Doch was könnte «kooperative Neutralität» bedeuten? Dieser Frage sind Autorinnen und Autoren der Denkfabrik Foraus nachgegangen. Sie haben am Mittwoch eine Studie mit Empfehlungen publiziert, die teilweise, aber nicht vollumfänglich auf Cassis’ Linie sind.
Im Bericht aus dem Aussendepartement wird die kooperative Neutralität als Weiterentwicklung des Status quo verstanden – basierend auf der Prämisse, dass «in der heutigen Welt die Unabhängigkeit und die Sicherheit der Schweiz nur gemeinsam mit anderen erreicht werden können». Das Neutralitätsrecht soll auch künftig eingehalten, aber wo möglich zugunsten der Kooperation ausgelegt werden. Der neutralitätspolitische Spielraum soll für die Kooperation genutzt werden, vor allem in der Sicherheitspolitik.
Waffenlieferungen erlauben?
Konkret würde eine kooperativ neutrale Schweiz nach Cassis’ Vorstellung die Zusammenarbeit mit der Nato und der EU verstärken und die Bestimmungen zu Waffenexporten ändern. Der direkte Export von Kriegsmaterial bliebe zwar verboten, doch würden die Wiederausfuhrbestimmungen gelockert: Partnerländer könnten Rüstungsgüter, die sie zu Friedenszeiten von der Schweiz erworben haben, an andere Ländern liefern. Über Sanktionen würde weiterhin im Einzellfall entschieden.
Foraus schlägt zwar ein ähnliches Konzept der kooperativen Neutralität vor. Die Schweiz soll sich allerdings nicht an geopolitischen Blöcken oder gleichgesinnten Staaten orientieren, sondern an unabhängigen Prinzipien, namentlich am Völkerrecht. Auch werden keine Lockerungen beim Kriegsmaterial empfohlen.
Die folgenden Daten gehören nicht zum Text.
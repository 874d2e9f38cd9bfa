//! Response envelope shared by every protocol.
//!
//! Every response is one JSON object followed by `\n`:
//!
//! ```text
//! {"message":"received","code":1,"data":"hello"}
//! {"message":"failed to parse http query.","code":400,"data":null}
//! ```
//!
//! `code` is an application status, not an HTTP status code.

use serde::Serialize;
use std::io;
use tokio::io::{AsyncWrite, AsyncWriteExt};
use tracing::warn;

/// Request was understood.
pub const CODE_OK: i32 = 1;

/// Request could not be parsed.
pub const CODE_PARSE_FAILURE: i32 = 400;

/// The three-field response wrapper.
#[derive(Debug, Serialize)]
pub struct Envelope<'a, T> {
    pub message: &'a str,
    pub code: i32,
    pub data: Option<T>,
}

impl<'a, T: Serialize> Envelope<'a, T> {
    pub fn success(message: &'a str, data: T) -> Self {
        Envelope {
            message,
            code: CODE_OK,
            data: Some(data),
        }
    }

    pub fn failure(message: &'a str, code: i32) -> Self {
        Envelope {
            message,
            code,
            data: None,
        }
    }

    /// Serialize to a single JSON line including the trailing `\n`.
    pub fn encode(&self) -> serde_json::Result<Vec<u8>> {
        let mut out = serde_json::to_vec(self)?;
        out.push(b'\n');
        Ok(out)
    }
}

/// Encode `envelope` and write it to the peer.
///
/// An envelope that fails to serialize is logged and skipped. Write errors
/// are returned to the caller.
pub async fn send<W, T>(writer: &mut W, envelope: &Envelope<'_, T>) -> io::Result<()>
where
    W: AsyncWrite + Unpin,
    T: Serialize,
{
    match envelope.encode() {
        Ok(bytes) => {
            writer.write_all(&bytes).await?;
            writer.flush().await
        }
        Err(e) => {
            warn!(error = %e, "Could not encode response envelope");
            Ok(())
        }
    }
}

#[cfg(test)]
mod tests {
    use super::*;
    use std::collections::BTreeMap;
    use tokio_test::io::Builder;

    #[test]
    fn test_encode_success() {
        let envelope = Envelope::success("received", "hello");
        assert_eq!(
            envelope.encode().unwrap(),
            b"{\"message\":\"received\",\"code\":1,\"data\":\"hello\"}\n"
        );
    }

    #[test]
    fn test_encode_failure_has_null_data() {
        let envelope: Envelope<'_, String> =
            Envelope::failure("failed to parse http query.", CODE_PARSE_FAILURE);
        assert_eq!(
            envelope.encode().unwrap(),
            b"{\"message\":\"failed to parse http query.\",\"code\":400,\"data\":null}\n"
        );
    }

    #[test]
    fn test_encode_escapes_payload() {
        let envelope = Envelope::success("received", "say \"hi\"\\");
        assert_eq!(
            envelope.encode().unwrap(),
            b"{\"message\":\"received\",\"code\":1,\"data\":\"say \\\"hi\\\"\\\\\"}\n"
        );
    }

    #[tokio::test]
    async fn test_send_writes_line() {
        let mut mock = Builder::new()
            .write(b"{\"message\":\"received\",\"code\":1,\"data\":\"x\"}\n")
            .build();
        send(&mut mock, &Envelope::success("received", "x"))
            .await
            .unwrap();
    }

    #[tokio::test]
    async fn test_send_drops_unencodable_envelope() {
        // JSON object keys must be strings.
        let mut data = BTreeMap::new();
        data.insert((1, 2), 3);
        let envelope = Envelope::success("received", data);
        assert!(envelope.encode().is_err());

        // No writes are scripted, so any write would fail the mock.
        let mut mock = Builder::new().build();
        send(&mut mock, &envelope).await.unwrap();
    }
}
Gemäss dem Konzept von Foraus würde die kooperative Neutralität zu Entscheiden führen, wie sie der Bundesrat im Ukraine-Krieg gefällt hat. So soll die Schweiz weiterhin keine Diplomaten ausweisen und keine Organisationen verbieten, die Kriegspropaganda verbreiten. Sie soll aber unter bestimmten Voraussetzungen Wirtschaftssanktionen übernehmen.
Unabhängigkeit neu denken
Hinter der kooperativen Neutralität steht der Gedanke, dass Neutralität zu einer Stärkung und nicht zu einer Schwächung des Multilateralismus führen sollte. Dies – so heisst es in der Studie – verlange nach einer zeitgemässen Interpretation der Unabhängigkeit der Schweiz. Als Leitlinie soll gelten: «Unabhängigkeit bei der Bildung der aussenpolitischen Positionen, Kooperation in der Umsetzung.»
Von einer Ausgestaltung der Neutralitätspolitik von Fall zu Fall, wie sie der Bericht aus dem Aussendepartement auch zur Diskussion stellt, raten die Autorinnen und Autoren der Foraus-Studie ab. Darunter leide die Glaubwürdigkeit, und Entscheide würden verzögert. Viel mehr brauche es transparente Leitlinien. Die Schweiz soll sich «wertebasiert» positionieren, mit dem Völkerrecht als Kompass: «Die Schweiz steht nicht auf der Seite von Staat A oder Staat B, sondern auf der Seite des Völkerrechts.»
Dies würde der Schweiz erlauben, sich aktiv zu positionieren, statt – wie im Ukraine-Krieg – reaktiv und unter Zugzwang Partei ergreifen zu müssen, heisst es in der Studie. Nur so könne sie vermeiden, zum Spielball von Grossmächten zu werden. Auch Nichtkooperation könne nämlich dazu führen, dass sich die Schweiz zur Komplizin mache. Verzichte sie auf die Übernahme von Sanktionen zur Ahndung von Völkerrechtsverletzungen, spiele die Schweiz dem Rechtsbrecher in die Hände.
Aus diesem Grund ist eine restriktive Neutralitätspolitik, wie sie die SVP mit einer Volksinitiative anstrebt, für die Foraus-Autorinnen und -Autoren keine Option. So verkomme Neutralität zu Gleichgültigkeit, halten sie fest. Für die Zusammenarbeit mit anderen Staaten soll es Kriterien geben. Dialog führen soll die Schweiz aber auch mit Staaten, die das Völkerrecht verletzen.